Isolation and characterization of Bacillus subtilis sigB operon mutations that suppress the loss of the negative regulator RsbX.

Abstract

sigmaB, a transcription factor that controls the Bacillus subtilis general stress response regulon, is activated by either a drop in intracellular ATP or exposure to environmental stress. RsbX, one of seven sigmaB regulators (Rsb proteins) whose genes are cotranscribed with sigmaB, is a negative regulator in the stress-dependent activation pathway. To better define the interactions that take place among the Rsb proteins, we analyzed sigB operon mutations which suppress the high-level sigmaB activity that normally accompanies the loss of RsbX. Each of these mutations was in one of three genes (rsbT, -U, and -V) which encode positive regulators of sigmaB, and they all defined amino acid changes which either compromised the activities of the mutant Rsbs or affected their ability to accumulate. sigmaB activity remained inducible by ethanol in several of the RsbX- suppressor strains. This finding supports the notion that RsbX is not needed as the target for sigmaB activation by at least some stresses. sigmaB activity in several RsbX- strains with suppressor mutations in rsbT or -U was high during growth and underwent a continued, rather than a transient, increase following stress.
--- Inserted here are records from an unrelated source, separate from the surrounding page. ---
pub mod ast;
pub mod editing;
pub mod parsing;

// Re-export key types for easier usage
pub use ast::{IdGenerator, NodeId, NodeIndex, NodeKind, Tree, format_outline};
pub use editing::{CommandError, CommandStatus, ListCommand, Patch, apply_list_command};
pub use parsing::{ParseOptions, parse, parse_document};
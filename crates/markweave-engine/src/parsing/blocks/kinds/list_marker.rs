use crate::ast::ListType;

/// A list item opener found at the start of a line.
#[derive(Debug, Clone, PartialEq, Eq)]
pub struct MarkerMatch {
    pub list_type: ListType,
    /// The glyph as written: `-`, `*`, `+`, `1.`, `12)`.
    pub marker: String,
    /// Columns from the start of the line to the item's content.
    pub content_indent: usize,
    /// True when nothing follows the marker on this line.
    pub empty: bool,
}

/// List item markers: bullets `-`, `+`, `*` and ordered `1.` / `1)`.
pub struct ListMarker;

impl ListMarker {
    pub const BULLETS: &'static [u8] = b"-+*";
    pub const ORDERED_DELIMITERS: &'static [u8] = b".)";
    pub const MAX_ORDINAL_DIGITS: usize = 9;

    /// Recognizes a list marker after at most three spaces of indentation.
    ///
    /// The marker must be followed by a space or the end of the line. One to
    /// four spaces after the marker belong to the marker; five or more mean
    /// the content starts one column after it.
    pub fn parse(line: &str) -> Option<MarkerMatch> {
        let b = line.as_bytes();
        let indent = b.iter().take_while(|c| **c == b' ').count();
        if indent > 3 {
            return None;
        }

        let (list_type, marker_end) = match b.get(indent)? {
            c if Self::BULLETS.contains(c) => (ListType::Bullet { symbol: *c }, indent + 1),
            c if c.is_ascii_digit() => {
                let digits = b[indent..].iter().take_while(|c| c.is_ascii_digit()).count();
                if digits > Self::MAX_ORDINAL_DIGITS {
                    return None;
                }
                let delimiter = *b.get(indent + digits)?;
                if !Self::ORDERED_DELIMITERS.contains(&delimiter) {
                    return None;
                }
                let start = line[indent..indent + digits].parse().ok()?;
                (ListType::Ordered { start, delimiter }, indent + digits + 1)
            }
            _ => return None,
        };

        let spaces = b[marker_end..].iter().take_while(|c| **c == b' ').count();
        let empty = marker_end + spaces == b.len();
        if spaces == 0 && !empty {
            return None;
        }
        let content_indent = if empty || spaces > 4 {
            marker_end + 1
        } else {
            marker_end + spaces
        };

        Some(MarkerMatch {
            list_type,
            marker: line[indent..marker_end].to_string(),
            content_indent,
            empty,
        })
    }

    /// Items continue a list only when they use the same bullet symbol or the
    /// same ordered delimiter.
    pub fn same_list(a: ListType, b: ListType) -> bool {
        match (a, b) {
            (ListType::Bullet { symbol: x }, ListType::Bullet { symbol: y }) => x == y,
            (
                ListType::Ordered { delimiter: x, .. },
                ListType::Ordered { delimiter: y, .. },
            ) => x == y,
            _ => false,
        }
    }
}
// Benchmark helper functions - Rust's dead code analysis doesn't understand
// that these are used by benchmark files in the same directory
// See: https://users.rust-lang.org/t/cargo-rustc-benches-awarnings/110111/2
#[allow(dead_code)]
pub fn generate_markdown_content(size: usize) -> String {
    let base = "Paragraph with www.example.com/path and <mail@example.com>.\n\n- Bullet point with `code`\n  - Nested item <https://example.org>\n- Another item\n\n> quoted\n> - list in quote\n\n```rust\nfn example() {\n    println!(\"Hello\");\n}\n```\n\n";
    base.repeat(size)
}

/// A flat list of `items` entries with the caret on the item at `caret_at`.
#[allow(dead_code)]
pub fn generate_list_with_caret(items: usize, caret_at: usize) -> String {
    let mut content = String::new();
    for i in 0..items {
        let caret = if i == caret_at { "\u{2038}" } else { "" };
        content.push_str(&format!("- item {i}{caret}\n"));
        if i % 5 == 0 {
            content.push_str("  - child\n");
        }
    }
    content
}
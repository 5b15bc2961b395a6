pub mod block_quote;
pub mod code_fence;
pub mod list_marker;

pub use block_quote::BlockQuote;
pub use code_fence::{CodeFence, FenceKind, FenceSig};
pub use list_marker::{ListMarker, MarkerMatch};
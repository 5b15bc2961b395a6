use xi_rope::Rope;

/// Cuts the rope to at most `max` bytes, backing off to the nearest char
/// boundary below `max`. Returns `None` when the rope already fits.
pub fn truncate_to(rope: &Rope, max: usize) -> Option<Rope> {
    if rope.len() <= max {
        return None;
    }
    let text = rope.slice_to_cow(0..rope.len());
    let mut cut = max;
    while !text.is_char_boundary(cut) {
        cut -= 1;
    }
    Some(Rope::from(&text[..cut]))
}

#[cfg(test)]
mod tests {
    use super::*;

    #[test]
    fn fitting_rope_is_left_alone() {
        assert!(truncate_to(&Rope::from("abc"), 3).is_none());
    }

    #[test]
    fn cut_backs_off_to_char_boundary() {
        // "é" is two bytes, so a cut at 2 would split it
        let cut = truncate_to(&Rope::from("aéb"), 2).map(|r| r.slice_to_cow(0..r.len()).into_owned());
        assert_eq!(cut.as_deref(), Some("a"));
    }

    #[test]
    fn cut_on_boundary_is_exact() {
        let cut = truncate_to(&Rope::from("hello world"), 5).map(|r| r.slice_to_cow(0..r.len()).into_owned());
        assert_eq!(cut.as_deref(), Some("hello"));
    }
}
//! # Document Tree
//!
//! Arena-backed AST shared by the parser and the list-command engine.
//!
//! Nodes live in a `Vec` and refer to each other by [`NodeIndex`]. The parent
//! link is a plain index used for traversal only; ownership is the arena's.
//! A node detached from its parent stays in the arena but is no longer
//! reachable from the root, so it drops out of every traversal and of the
//! output document. [`Tree::compact`] drops such nodes from the arena; it
//! renumbers every [`NodeIndex`], while [`NodeId`]s are untouched.
//!
//! ## Modules
//!
//! - **`ids`**: [`NodeId`] and the injectable [`IdGenerator`] strategies
//! - **`outline`**: stable textual dump used by tests and the CLI

pub mod ids;
pub mod outline;

#[cfg(test)]
pub(crate) mod invariants;

pub use ids::{
    FixedIdGenerator, IdGenerator, NodeId, SequentialIdGenerator, TESTING_ID,
    TimestampIdGenerator,
};
pub use outline::format_outline;

use crate::parsing::rope::span::Span;

/// Text of the placeholder paragraph synthesized to keep a block well-formed.
pub const ZWSP: &str = "\u{200b}";

/// Position of a node inside its [`Tree`] arena.
#[derive(Debug, Clone, Copy, PartialEq, Eq, Hash, PartialOrd, Ord)]
pub struct NodeIndex(usize);

/// Numbering style of a list.
#[derive(Debug, Clone, Copy, PartialEq, Eq)]
pub enum ListType {
    /// `-`, `+` or `*`.
    Bullet { symbol: u8 },
    /// `1.` or `1)`.
    Ordered { start: u32, delimiter: u8 },
}

impl ListType {
    /// Marker glyph for the item at `position` (0-based) in a list of this type.
    pub fn marker_for(self, position: usize) -> String {
        match self {
            ListType::Bullet { symbol } => (symbol as char).to_string(),
            ListType::Ordered { start, delimiter } => {
                format!("{}{}", start as usize + position, delimiter as char)
            }
        }
    }
}

/// Closed set of node kinds with their kind-specific attributes.
#[derive(Debug, Clone, PartialEq, Eq)]
pub enum NodeKind {
    Document,
    BlockQuote,
    List { list_type: ListType, tight: bool },
    ListItem { marker: String },
    Paragraph,
    CodeBlock { info: String, literal: String },
    Text(String),
    CodeSpan(String),
    Link {
        destination: String,
        title: Option<String>,
    },
    /// Editor caret. Never rendered; commands locate their target through it.
    Caret,
}

impl NodeKind {
    /// Block-level kinds may appear as children of documents, quotes and items.
    pub fn is_block(&self) -> bool {
        matches!(
            self,
            NodeKind::Document
                | NodeKind::BlockQuote
                | NodeKind::List { .. }
                | NodeKind::ListItem { .. }
                | NodeKind::Paragraph
                | NodeKind::CodeBlock { .. }
        )
    }

    pub fn is_list(&self) -> bool {
        matches!(self, NodeKind::List { .. })
    }

    pub fn is_list_item(&self) -> bool {
        matches!(self, NodeKind::ListItem { .. })
    }

    pub fn name(&self) -> &'static str {
        match self {
            NodeKind::Document => "Document",
            NodeKind::BlockQuote => "BlockQuote",
            NodeKind::List { .. } => "List",
            NodeKind::ListItem { .. } => "ListItem",
            NodeKind::Paragraph => "Paragraph",
            NodeKind::CodeBlock { .. } => "CodeBlock",
            NodeKind::Text(_) => "Text",
            NodeKind::CodeSpan(_) => "CodeSpan",
            NodeKind::Link { .. } => "Link",
            NodeKind::Caret => "Caret",
        }
    }
}

#[derive(Debug, Clone, PartialEq, Eq)]
pub struct NodeData {
    pub id: NodeId,
    pub kind: NodeKind,
    /// Source span for parsed blocks; `None` for inline and synthesized nodes.
    pub span: Option<Span>,
    parent: Option<NodeIndex>,
    children: Vec<NodeIndex>,
}

/// A document tree rooted at a [`NodeKind::Document`] node.
#[derive(Debug, Clone, PartialEq, Eq)]
pub struct Tree {
    nodes: Vec<NodeData>,
    root: NodeIndex,
}

impl Tree {
    /// Creates a tree holding only an empty document root.
    pub fn new(root_id: NodeId) -> Self {
        let mut tree = Self {
            nodes: vec![],
            root: NodeIndex(0),
        };
        tree.root = tree.create(NodeKind::Document, root_id);
        tree
    }

    pub fn root(&self) -> NodeIndex {
        self.root
    }

    pub fn node(&self, ix: NodeIndex) -> &NodeData {
        &self.nodes[ix.0]
    }

    pub fn kind(&self, ix: NodeIndex) -> &NodeKind {
        &self.nodes[ix.0].kind
    }

    pub fn kind_mut(&mut self, ix: NodeIndex) -> &mut NodeKind {
        &mut self.nodes[ix.0].kind
    }

    pub fn id(&self, ix: NodeIndex) -> &NodeId {
        &self.nodes[ix.0].id
    }

    pub fn parent(&self, ix: NodeIndex) -> Option<NodeIndex> {
        self.nodes[ix.0].parent
    }

    pub fn children(&self, ix: NodeIndex) -> &[NodeIndex] {
        &self.nodes[ix.0].children
    }

    pub fn first_child(&self, ix: NodeIndex) -> Option<NodeIndex> {
        self.children(ix).first().copied()
    }

    pub fn last_child(&self, ix: NodeIndex) -> Option<NodeIndex> {
        self.children(ix).last().copied()
    }

    /// Allocates a detached node. Attach it with [`Tree::append_child`] or
    /// [`Tree::insert_child`].
    pub fn create(&mut self, kind: NodeKind, id: NodeId) -> NodeIndex {
        let ix = NodeIndex(self.nodes.len());
        self.nodes.push(NodeData {
            id,
            kind,
            span: None,
            parent: None,
            children: vec![],
        });
        ix
    }

    pub fn set_span(&mut self, ix: NodeIndex, span: Span) {
        self.nodes[ix.0].span = Some(span);
    }

    /// Creates a node with a fresh id and appends it to `parent`.
    pub fn append_new(
        &mut self,
        parent: NodeIndex,
        kind: NodeKind,
        id: NodeId,
    ) -> NodeIndex {
        let ix = self.create(kind, id);
        self.append_child(parent, ix);
        ix
    }

    /// Appends a detached node as the last child of `parent`.
    pub fn append_child(&mut self, parent: NodeIndex, child: NodeIndex) {
        let at = self.children(parent).len();
        self.insert_child(parent, at, child);
    }

    /// Inserts a detached node at `position` among the children of `parent`.
    pub fn insert_child(&mut self, parent: NodeIndex, position: usize, child: NodeIndex) {
        debug_assert!(self.nodes[child.0].parent.is_none(), "node already attached");
        debug_assert!(child != self.root, "root cannot be re-parented");
        self.nodes[parent.0].children.insert(position, child);
        self.nodes[child.0].parent = Some(parent);
    }

    /// Inserts a detached node right after `sibling`.
    pub fn insert_after(&mut self, sibling: NodeIndex, node: NodeIndex) {
        let (Some(parent), Some(at)) = (self.parent(sibling), self.index_in_parent(sibling))
        else {
            debug_assert!(false, "insert_after requires an attached sibling");
            return;
        };
        self.insert_child(parent, at + 1, node);
    }

    /// Unlinks a node from its parent. The subtree below it stays intact.
    pub fn detach(&mut self, ix: NodeIndex) {
        if let Some(parent) = self.nodes[ix.0].parent.take() {
            self.nodes[parent.0].children.retain(|c| *c != ix);
        }
    }

    /// Detaches `node` and appends it to `new_parent`, keeping its id.
    pub fn move_to(&mut self, node: NodeIndex, new_parent: NodeIndex) {
        self.detach(node);
        self.append_child(new_parent, node);
    }

    pub fn index_in_parent(&self, ix: NodeIndex) -> Option<usize> {
        let parent = self.parent(ix)?;
        self.children(parent).iter().position(|c| *c == ix)
    }

    pub fn previous_sibling(&self, ix: NodeIndex) -> Option<NodeIndex> {
        let parent = self.parent(ix)?;
        let at = self.index_in_parent(ix)?;
        at.checked_sub(1).map(|p| self.children(parent)[p])
    }

    /// Siblings after `ix`, in document order.
    pub fn following_siblings(&self, ix: NodeIndex) -> Vec<NodeIndex> {
        match (self.parent(ix), self.index_in_parent(ix)) {
            (Some(parent), Some(at)) => self.children(parent)[at + 1..].to_vec(),
            _ => vec![],
        }
    }

    /// Walks from `ix` up to the root, starting with `ix` itself.
    pub fn ancestors(&self, ix: NodeIndex) -> impl Iterator<Item = NodeIndex> + '_ {
        std::iter::successors(Some(ix), move |n| self.parent(*n))
    }

    /// Pre-order traversal of the subtree rooted at `ix`.
    pub fn descendants(&self, ix: NodeIndex) -> Vec<NodeIndex> {
        let mut out = vec![];
        let mut stack = vec![ix];
        while let Some(n) = stack.pop() {
            out.push(n);
            stack.extend(self.children(n).iter().rev());
        }
        out
    }

    /// Every node reachable from the root, in document order.
    pub fn reachable(&self) -> Vec<NodeIndex> {
        self.descendants(self.root)
    }

    pub fn find_by_id(&self, id: &str) -> Option<NodeIndex> {
        self.reachable()
            .into_iter()
            .find(|ix| self.id(*ix).as_str() == id)
    }

    pub fn find_all(&self, pred: impl Fn(&NodeKind) -> bool) -> Vec<NodeIndex> {
        self.reachable()
            .into_iter()
            .filter(|ix| pred(self.kind(*ix)))
            .collect()
    }

    /// Number of nodes held by the arena, detached ones included.
    pub fn arena_len(&self) -> usize {
        self.nodes.len()
    }

    /// Rebuilds the arena from the reachable nodes only, in document order.
    ///
    /// Every previously handed out [`NodeIndex`] is invalid afterwards.
    pub fn compact(&mut self) {
        let order = self.reachable();
        if order.len() == self.nodes.len() {
            return;
        }
        let mut remap = vec![None; self.nodes.len()];
        for (new, old) in order.iter().enumerate() {
            remap[old.0] = Some(NodeIndex(new));
        }
        let mut old_nodes: Vec<Option<NodeData>> =
            std::mem::take(&mut self.nodes).into_iter().map(Some).collect();
        self.nodes = order
            .iter()
            .filter_map(|old| old_nodes[old.0].take())
            .map(|mut data| {
                data.parent = data.parent.and_then(|p| remap[p.0]);
                data.children = data.children.iter().filter_map(|c| remap[c.0]).collect();
                data
            })
            .collect();
        self.root = NodeIndex(0);
        log::debug!("compacted tree arena to {} nodes", self.nodes.len());
    }

    /// Concatenated text of every `Text`, `CodeSpan` and `CodeBlock` below `ix`.
    pub fn text_content(&self, ix: NodeIndex) -> String {
        let mut out = String::new();
        for n in self.descendants(ix) {
            match self.kind(n) {
                NodeKind::Text(s) | NodeKind::CodeSpan(s) => out.push_str(s),
                NodeKind::CodeBlock { literal, .. } => out.push_str(literal),
                _ => {}
            }
        }
        out
    }
}
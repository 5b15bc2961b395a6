/// Code span inline type with owned delimiter constant.
///
/// Code spans are raw zones: the caret is the only thing recognized inside
/// them, every other inline construct is left as literal code.
pub struct CodeSpan;

impl CodeSpan {
    /// The backtick character that delimits code spans.
    pub const TICK: u8 = b'`';

    /// Strips one leading and one trailing space when both are present and
    /// the content is not made of spaces only.
    pub fn strip(content: &str) -> &str {
        let b = content.as_bytes();
        if b.len() >= 2 && b[0] == b' ' && b[b.len() - 1] == b' ' && b.iter().any(|c| *c != b' ') {
            &content[1..content.len() - 1]
        } else {
            content
        }
    }
}
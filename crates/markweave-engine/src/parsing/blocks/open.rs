use super::kinds::{BlockQuote, ListMarker, MarkerMatch};

/// A container opener found at the start of a line's remainder.
#[derive(Debug, Clone, PartialEq, Eq)]
pub enum ContainerOpen {
    /// `>` prefix; `consumed` bytes belong to the prefix.
    BlockQuote { consumed: usize },
    /// A list item marker.
    ListItem(MarkerMatch),
}

/// Tries to open a container at the start of `rest`.
///
/// Blockquotes win over list items. When `interrupting` a paragraph, an
/// empty list item does not count, so `-` alone under a paragraph line
/// stays paragraph text.
pub fn try_open_container(rest: &str, interrupting: bool) -> Option<ContainerOpen> {
    if let Some(consumed) = BlockQuote::strip_one(rest) {
        return Some(ContainerOpen::BlockQuote { consumed });
    }
    match ListMarker::parse(rest) {
        Some(m) if !(interrupting && m.empty) => Some(ContainerOpen::ListItem(m)),
        _ => None,
    }
}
Thus, RsbX is likely responsible for maintaining low sigmaB activity during balanced growth and for reestablishing sigmaB activity at prestress levels following induction. Although RsbX likely participates in limiting the sigmaB induction response, a second mechanism for curtailing unrestricted sigmaB activation was suggested by the sigmaB induction profile in two suppressor strains with mutations in rsbV. sigmaB activity in these mutants was stress inducible but transient, even in the absence of RsbX.